## TASK
Find the word "could" below. Copy each line that has it.

## EXCERPTED RECORDS
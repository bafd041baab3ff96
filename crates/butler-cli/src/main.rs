//! # Butler CLI
//!
//! Copies project templates and renders the `butler{...}` markers in their
//! names and contents.
//!
//! ## Startup sequence
//!
//! 1. Parse CLI arguments (clap handles `--help` / `--version` early-exit).
//! 2. Initialise the tracing subscriber (logging).
//! 3. Load configuration (defaults + file + env).
//! 4. Build the [`OutputManager`].
//! 5. Dispatch to the appropriate command handler.
//! 6. Translate any [`CliError`] into a user-facing message and exit code.
//!
//! ## Exit codes
//!
//! | Code | Meaning                          |
//! |------|----------------------------------|
//! |  0   | Success                          |
//! |  1   | Internal / system error          |
//! |  2   | User / input error               |
//! |  3   | Resource not found               |
//! |  4   | Configuration error              |
//! |  5   | Run finished with failed entries |

use std::process::ExitCode;

use clap::Parser;
use tracing::{debug, info, instrument};

use crate::{
    cli::{Cli, Commands},
    config::AppConfig,
    error::{CliError, CliResult},
    logging::init_logging,
    output::OutputManager,
};

mod cli;
mod commands;
mod config;
mod error;
mod logging;
mod output;

fn main() -> ExitCode {
    // Missing .env is fine.
    let _ = dotenvy::dotenv();

    let cli = match Cli::try_parse() {
        Ok(cli) => cli,
        Err(e) => {
            // --help and --version also arrive here, with a success kind.
            let code = if e.use_stderr() { 2 } else { 0 };
            let _ = e.print();
            return ExitCode::from(code);
        }
    };

    if let Err(e) = init_logging(&cli.global) {
        eprintln!("Failed to initialise logging: {e}");
        return ExitCode::from(1);
    }

    debug!(
        verbose = cli.global.verbose,
        quiet = cli.global.quiet,
        no_color = cli.global.no_color,
        "CLI started"
    );

    let verbose = cli.global.verbose > 0;
    let config = match AppConfig::load(cli.global.config.as_ref()) {
        Ok(cfg) => cfg,
        Err(e) => {
            return handle_error(
                CliError::ConfigError {
                    message: format!("{e:#}"),
                    source: None,
                },
                verbose,
            );
        }
    };

    let output = OutputManager::new(&cli.global, &config);

    match run(cli, config, output) {
        Ok(()) => {
            info!("Butler completed successfully");
            ExitCode::SUCCESS
        }
        Err(e) => handle_error(e, verbose),
    }
}

/// Dispatch to the correct command handler.
#[instrument(skip_all)]
fn run(cli: Cli, config: AppConfig, output: OutputManager) -> CliResult<()> {
    match cli.command {
        Commands::New(cmd) => commands::new::execute(cmd, cli.global, config, output),
        Commands::Render(cmd) => commands::render::execute(cmd, config, output),
        Commands::List(cmd) => commands::list::execute(cmd, config, output),
        Commands::Init(cmd) => commands::init::execute(cmd, output),
        Commands::Completions(cmd) => commands::completions::execute(cmd),
        Commands::Config(cmd) => commands::config::execute(cmd, &cli.global, config, output),
    }
}

/// Translate a `CliError` into a user message and an exit code.
fn handle_error(err: CliError, verbose: bool) -> ExitCode {
    err.log();

    // Colour only when stderr is a terminal.
    let msg = if std::io::IsTerminal::is_terminal(&std::io::stderr()) {
        err.format_colored(verbose)
    } else {
        err.format_plain(verbose)
    };
    eprint!("{msg}");

    ExitCode::from(err.exit_code())
}
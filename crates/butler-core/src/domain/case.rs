//! Identifier case conversion used by the `toCamelCase`, `toPascalCase`,
//! `toSnakeCase` and `toKebabCase` marker functions.
//!
//! | Input            | snake              | camel            | pascal           |
//! |------------------|--------------------|------------------|------------------|
//! | `"my-app"`       | `my_app`           | `myApp`          | `MyApp`          |
//! | `"HTTPRequest"`  | `http_request`     | `httpRequest`    | `HttpRequest`    |
//! | `"my awesome"`   | `my_awesome`       | `myAwesome`      | `MyAwesome`      |

/// Convert a string to snake_case.
pub fn to_snake_case(s: &str) -> String {
    split_words(s).join("_")
}

/// Convert a string to kebab-case.
pub fn to_kebab_case(s: &str) -> String {
    split_words(s).join("-")
}

/// Convert a string to PascalCase.
pub fn to_pascal_case(s: &str) -> String {
    split_words(s).iter().map(|w| capitalize(w)).collect()
}

/// Convert a string to camelCase.
///
/// The first word stays lowercase, every following word is capitalized.
pub fn to_camel_case(s: &str) -> String {
    let mut out = String::new();
    for (i, word) in split_words(s).iter().enumerate() {
        if i == 0 {
            out.push_str(word);
        } else {
            out.push_str(&capitalize(word));
        }
    }
    out
}

fn capitalize(word: &str) -> String {
    let mut chars = word.chars();
    match chars.next() {
        Some(first) => {
            let mut out = String::with_capacity(word.len());
            // to_uppercase handles multi-char mappings ("ß" -> "SS")
            out.extend(first.to_uppercase());
            out.push_str(chars.as_str());
            out
        }
        None => String::new(),
    }
}

/// Split a string into lowercase words.
///
/// ## Word Boundary Detection
///
/// 1. **Explicit separators:** `_`, `-`, `.`, whitespace → always split
/// 2. **Case transition (camelCase):** `aB` → split between `a` and `B`
/// 3. **Acronym boundary:** `HTTPRequest` → split between `P` and `R`
///    (detected by `Upper Upper Lower` pattern)
fn split_words(input: &str) -> Vec<String> {
    let mut words = Vec::new();
    let mut current = String::new();

    let mut chars = input.chars().peekable();

    while let Some(c) = chars.next() {
        if c == '_' || c == '-' || c == '.' || c.is_whitespace() {
            if !current.is_empty() {
                words.push(current.to_lowercase());
                current.clear();
            }
            continue;
        }

        if let Some(&next) = chars.peek() {
            // "myApp" → "my" + "App", "v2Api" → "v2" + "Api"
            if (c.is_lowercase() || c.is_ascii_digit()) && next.is_uppercase() {
                current.push(c);
                words.push(current.to_lowercase());
                current.clear();
                continue;
            }

            // "HTTPServer" → "HTTP" + "Server"
            if c.is_uppercase()
                && next.is_uppercase()
                && chars.clone().nth(1).is_some_and(|n| n.is_lowercase())
            {
                current.push(c);
                words.push(current.to_lowercase());
                current.clear();
                continue;
            }
        }

        current.push(c);
    }

    if !current.is_empty() {
        words.push(current.to_lowercase());
    }

    words
}

#[cfg(test)]
mod tests {
    use super::*;

    #[test]
    fn snake_case_from_mixed_inputs() {
        assert_eq!(to_snake_case("MyApp"), "my_app");
        assert_eq!(to_snake_case("my-app"), "my_app");
        assert_eq!(to_snake_case("HTTPRequest"), "http_request");
        assert_eq!(to_snake_case("XMLHttpRequest"), "xml_http_request");
        assert_eq!(to_snake_case("already_snake"), "already_snake");
    }

    #[test]
    fn camel_case_keeps_first_word_lower() {
        assert_eq!(to_camel_case("foo_bar"), "fooBar");
        assert_eq!(to_camel_case("Foo Bar baz"), "fooBarBaz");
        assert_eq!(to_camel_case("demo"), "demo");
    }

    #[test]
    fn pascal_case_capitalizes_every_word() {
        assert_eq!(to_pascal_case("my-awesome-app"), "MyAwesomeApp");
        assert_eq!(to_pascal_case("HTTPRequest"), "HttpRequest");
        assert_eq!(to_pascal_case("v2Api"), "V2Api");
    }

    #[test]
    fn kebab_case_joins_with_dash() {
        assert_eq!(to_kebab_case("My Awesome App"), "my-awesome-app");
    }

    #[test]
    fn empty_input_gives_empty_output() {
        assert_eq!(to_snake_case(""), "");
        assert_eq!(to_camel_case("__"), "");
        assert_eq!(to_pascal_case(" "), "");
    }
}
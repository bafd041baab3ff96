//! Unified error handling for Butler Core.
//!
//! This module provides a unified error type that wraps domain and application
//! errors, with rich context and user-actionable suggestions.

use thiserror::Error;

use crate::application::ApplicationError;
use crate::domain::DomainError;

/// Root error type for Butler Core operations.
///
/// Only setup faults travel through this type. Per-entry failures are
/// collected in the run report instead.
#[derive(Debug, Error, Clone)]
pub enum ButlerError {
    /// Errors from the domain layer (validation).
    #[error("Domain error: {0}")]
    Domain(#[from] DomainError),

    /// Errors from the application layer (orchestration failures).
    #[error("Application error: {0}")]
    Application(#[from] ApplicationError),

    /// Configuration or setup errors.
    #[error("Configuration error: {message}")]
    Configuration { message: String },

    /// Unexpected internal errors (bugs).
    #[error("Internal error: {message}. This is a bug, please report it.")]
    Internal { message: String },
}

impl ButlerError {
    /// Get user-actionable suggestions for fixing this error.
    pub fn suggestions(&self) -> Vec<String> {
        match self {
            Self::Domain(e) => e.suggestions(),
            Self::Application(e) => e.suggestions(),
            Self::Configuration { message } => vec![
                format!("Configuration issue: {}", message),
                "Check your setup and try again".into(),
            ],
            Self::Internal { .. } => vec![
                "This appears to be a bug in Butler".into(),
                "Please report this issue at: https://github.com/cosecruz/butler/issues".into(),
            ],
        }
    }

    /// Get error category for display/styling purposes.
    pub fn category(&self) -> ErrorCategory {
        match self {
            Self::Domain(e) => match e.category() {
                crate::domain::ErrorCategory::Validation => ErrorCategory::Validation,
                crate::domain::ErrorCategory::NotFound => ErrorCategory::NotFound,
                crate::domain::ErrorCategory::Configuration => ErrorCategory::Configuration,
            },
            Self::Application(e) => e.category(),
            Self::Configuration { .. } => ErrorCategory::Configuration,
            Self::Internal { .. } => ErrorCategory::Internal,
        }
    }
}

/// Error categories for UI display.
#[derive(Debug, Clone, Copy, PartialEq, Eq)]
pub enum ErrorCategory {
    Validation,
    NotFound,
    Configuration,
    Internal,
}

/// Convenient result type alias.
pub type ButlerResult<T> = Result<T, ButlerError>;

/// Extension trait for adding context to errors.
pub trait Context<T> {
    /// Add context to an error.
    fn context(self, msg: impl Into<String>) -> ButlerResult<T>;
}

impl<T, E> Context<T> for Result<T, E>
where
    E: std::error::Error + Send + Sync + 'static,
{
    fn context(self, msg: impl Into<String>) -> ButlerResult<T> {
        self.map_err(|e| ButlerError::Internal {
            message: format!("{}: {}", msg.into(), e),
        })
    }
}
//! Error handling for the Butler CLI.
//!
//! Provides structured errors with:
//! - User-friendly messages
//! - Actionable suggestions
//! - Proper error chaining
//! - Exit code mapping

use std::error::Error;
use std::path::PathBuf;

use owo_colors::OwoColorize;
use thiserror::Error;

use butler_core::error::ButlerError;

pub use butler_core::error::ErrorCategory as CoreCategory;

/// Result type alias for CLI operations.
pub type CliResult<T> = Result<T, CliError>;

/// CLI error types.
#[derive(Debug, Error)]
pub enum CliError {
    /// Invalid user input that clap could not catch.
    #[error("Invalid input: {message}")]
    InvalidInput {
        message: String,
        #[source]
        source: Option<Box<dyn std::error::Error + Send + Sync>>,
    },

    /// Project name validation failed.
    #[error("Invalid project name '{name}': {reason}")]
    InvalidProjectName { name: String, reason: String },

    /// Render target does not exist or is not a directory.
    #[error("Directory not found: {path}")]
    DirectoryNotFound { path: PathBuf },

    /// A configuration file could not be read, parsed, or written.
    #[error("Configuration error: {message}")]
    ConfigError {
        message: String,
        #[source]
        source: Option<Box<dyn std::error::Error + Send + Sync>>,
    },

    /// An error propagated from `butler-core`.
    #[error("{0}")]
    Core(#[from] ButlerError),

    /// An I/O operation failed.
    #[error("I/O error: {message}")]
    IoError {
        message: String,
        #[source]
        source: std::io::Error,
    },

    /// The run finished but some entries could not be rendered.
    #[error("{failed} of {total} entries failed to render")]
    RunFailed { failed: usize, total: usize },
}

impl From<std::io::Error> for CliError {
    fn from(err: std::io::Error) -> Self {
        CliError::IoError {
            message: err.to_string(),
            source: err,
        }
    }
}

impl CliError {
    /// Get user-actionable suggestions for fixing this error.
    pub fn suggestions(&self) -> Vec<String> {
        match self {
            Self::InvalidInput { message, .. } => vec![
                format!("Check your input: {}", message),
                "Use --help for usage information".into(),
            ],

            Self::InvalidProjectName { name, reason } => vec![
                format!("Project name '{}' is invalid: {}", name, reason),
                "Use a plain directory name such as my-service".into(),
            ],

            Self::DirectoryNotFound { path } => vec![
                format!("'{}' must be an existing directory", path.display()),
                "Use 'butler new' to create a project from a template".into(),
            ],

            Self::ConfigError { message, .. } => vec![
                format!("Configuration issue: {}", message),
                "Show the active file with 'butler config path'".into(),
                "Create a default config with 'butler init'".into(),
            ],

            Self::Core(core_err) => core_err.suggestions(),

            Self::IoError { message, .. } => vec![
                format!("I/O operation failed: {}", message),
                "Check file permissions".into(),
                "Ensure the parent directory exists".into(),
            ],

            Self::RunFailed { .. } => vec![
                "Entries listed above were left unchanged".into(),
                "Fix the markers or permissions and run 'butler render' again".into(),
            ],
        }
    }

    /// Get the error category for styling and exit codes.
    pub fn category(&self) -> ErrorCategory {
        match self {
            Self::InvalidInput { .. } | Self::InvalidProjectName { .. } => {
                ErrorCategory::UserError
            }
            Self::DirectoryNotFound { .. } => ErrorCategory::NotFound,
            Self::ConfigError { .. } => ErrorCategory::Configuration,
            Self::Core(core) => match core.category() {
                CoreCategory::Validation => ErrorCategory::UserError,
                CoreCategory::NotFound => ErrorCategory::NotFound,
                CoreCategory::Configuration => ErrorCategory::Configuration,
                CoreCategory::Internal => ErrorCategory::Internal,
            },
            Self::IoError { .. } => ErrorCategory::Internal,
            Self::RunFailed { .. } => ErrorCategory::PartialFailure,
        }
    }

    /// Exit code to pass to the OS.
    ///
    /// | Category        | Code |
    /// |-----------------|------|
    /// | User error      |  2   |
    /// | Not found       |  3   |
    /// | Configuration   |  4   |
    /// | Partial failure |  5   |
    /// | Internal        |  1   |
    pub fn exit_code(&self) -> u8 {
        match self.category() {
            ErrorCategory::UserError => 2,
            ErrorCategory::NotFound => 3,
            ErrorCategory::Configuration => 4,
            ErrorCategory::PartialFailure => 5,
            ErrorCategory::Internal => 1,
        }
    }

    /// Format the error for display with colors and suggestions.
    pub fn format_colored(&self, verbose: bool) -> String {
        let mut output = String::new();

        output.push_str(&format!(
            "\n{} {}\n\n",
            "✗".red().bold(),
            "Error:".red().bold()
        ));
        output.push_str(&format!("  {}\n", self.to_string().red()));

        if verbose {
            let mut source = self.source();
            while let Some(err) = source {
                output.push_str(&format!(
                    "\n  {} {}\n",
                    "→".dimmed(),
                    err.to_string().dimmed()
                ));
                source = err.source();
            }
        }

        let suggestions = self.suggestions();
        if !suggestions.is_empty() {
            output.push_str(&format!("\n{}\n", "Suggestions:".yellow().bold()));
            for suggestion in suggestions {
                output.push_str(&format!("  {}\n", suggestion));
            }
        }

        if !verbose {
            output.push('\n');
            output.push_str(&format!(
                "{} {}\n",
                "\u{2139}".blue(),
                "Use -v / --verbose for more details.".dimmed(),
            ));
        }

        output
    }

    /// Plain-text version of [`Self::format_colored`].
    pub fn format_plain(&self, verbose: bool) -> String {
        let mut out = String::new();
        out.push_str(&format!("\nError: {}\n", self));

        if verbose {
            let mut src = self.source();
            while let Some(err) = src {
                out.push_str(&format!("  Caused by: {err}\n"));
                src = err.source();
            }
        }

        let suggestions = self.suggestions();
        if !suggestions.is_empty() {
            out.push_str("\nSuggestions:\n");
            for s in &suggestions {
                out.push_str(&format!("  {s}\n"));
            }
        }

        if !verbose {
            out.push_str("\nUse -v / --verbose for more details.\n");
        }

        out
    }

    /// Log the error using tracing.
    pub fn log(&self) {
        match self.category() {
            ErrorCategory::UserError => tracing::warn!("User error: {}", self),
            ErrorCategory::NotFound => tracing::warn!("Not found: {}", self),
            ErrorCategory::PartialFailure => tracing::warn!("Run incomplete: {}", self),
            ErrorCategory::Configuration => tracing::error!("Configuration error: {}", self),
            ErrorCategory::Internal => tracing::error!("Internal error: {}", self),
        }

        if let Some(source) = self.source() {
            tracing::debug!("Caused by: {}", source);
        }
    }
}

/// Error categories for classification.
#[derive(Debug, Clone, Copy, PartialEq, Eq)]
pub enum ErrorCategory {
    /// User input error (validation, invalid arguments).
    UserError,
    /// Resource not found.
    NotFound,
    /// Configuration error.
    Configuration,
    /// Some jobs failed; the rest of the tree was rendered.
    PartialFailure,
    /// Internal/system error.
    Internal,
}

// ── IntoCli trait ─────────────────────────────────────────────────────────────

/// Convert foreign error types into [`CliError`] at call-sites with a
/// descriptive context message.
pub trait IntoCli<T> {
    /// Convert to `CliResult` attaching a human-readable context message.
    fn with_cli_context<F, S>(self, f: F) -> CliResult<T>
    where
        F: FnOnce() -> S,
        S: Into<String>;
}

impl<T> IntoCli<T> for Result<T, std::io::Error> {
    fn with_cli_context<F, S>(self, f: F) -> CliResult<T>
    where
        F: FnOnce() -> S,
        S: Into<String>,
    {
        self.map_err(|e| CliError::IoError {
            message: f().into(),
            source: e,
        })
    }
}

impl<T> IntoCli<T> for Result<T, ButlerError> {
    /// Core errors already carry their own context.
    fn with_cli_context<F, S>(self, _f: F) -> CliResult<T>
    where
        F: FnOnce() -> S,
        S: Into<String>,
    {
        self.map_err(CliError::Core)
    }
}

#[cfg(test)]
mod tests {
    use super::*;
    use butler_core::application::ApplicationError;
    use butler_core::domain::DomainError;
    use std::io;

    #[test]
    fn project_exists_suggests_force() {
        let err = CliError::Core(
            ApplicationError::ProjectExists {
                path: PathBuf::from("/tmp/test"),
            }
            .into(),
        );
        assert!(err.suggestions().iter().any(|s| s.contains("--force")));
        assert_eq!(err.exit_code(), 2);
    }

    #[test]
    fn invalid_name_suggestions_non_empty() {
        let err = CliError::InvalidProjectName {
            name: ".hidden".into(),
            reason: "starts with '.'".into(),
        };
        assert!(!err.suggestions().is_empty());
    }

    // ── exit codes ────────────────────────────────────────────────────────

    #[test]
    fn exit_code_user_error() {
        assert_eq!(
            CliError::InvalidInput {
                message: "x".into(),
                source: None
            }
            .exit_code(),
            2
        );
    }

    #[test]
    fn exit_code_not_found() {
        let err = CliError::Core(DomainError::TemplateNotFound("x".into()).into());
        assert_eq!(err.exit_code(), 3);
        assert_eq!(
            CliError::DirectoryNotFound {
                path: PathBuf::from("x")
            }
            .exit_code(),
            3
        );
    }

    #[test]
    fn exit_code_configuration() {
        assert_eq!(
            CliError::ConfigError {
                message: "x".into(),
                source: None
            }
            .exit_code(),
            4
        );
    }

    #[test]
    fn exit_code_partial_failure() {
        assert_eq!(CliError::RunFailed { failed: 1, total: 9 }.exit_code(), 5);
    }

    #[test]
    fn exit_code_internal() {
        assert_eq!(
            CliError::IoError {
                message: "x".into(),
                source: io::Error::other("e"),
            }
            .exit_code(),
            1
        );
    }

    // ── format ────────────────────────────────────────────────────────────

    #[test]
    fn format_plain_contains_error_header() {
        let err = CliError::DirectoryNotFound {
            path: PathBuf::from("/tmp/x"),
        };
        let s = err.format_plain(false);
        assert!(s.contains("Error:"));
        assert!(s.contains("Suggestions:"));
        assert!(s.contains("--verbose"));
    }

    #[test]
    fn format_plain_verbose_shows_cause() {
        let err = CliError::IoError {
            message: "reading answers".into(),
            source: io::Error::new(io::ErrorKind::NotFound, "no such file"),
        };
        let s = err.format_plain(true);
        assert!(s.contains("Caused by: no such file"));
        assert!(!s.contains("--verbose"));
    }

    // ── IntoCli ───────────────────────────────────────────────────────────

    #[test]
    fn into_cli_io_error() {
        let result: Result<(), io::Error> = Err(io::Error::new(io::ErrorKind::NotFound, "missing"));
        let cli: CliResult<()> = result.with_cli_context(|| "reading config");
        assert!(matches!(cli, Err(CliError::IoError { message, .. }) if message == "reading config"));
    }
}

## ANSWER BOX
    /// Invalid user input that clap could not catch.
    /// A configuration file could not be read, parsed, or written.
    /// The run finished but some entries could not be rendered.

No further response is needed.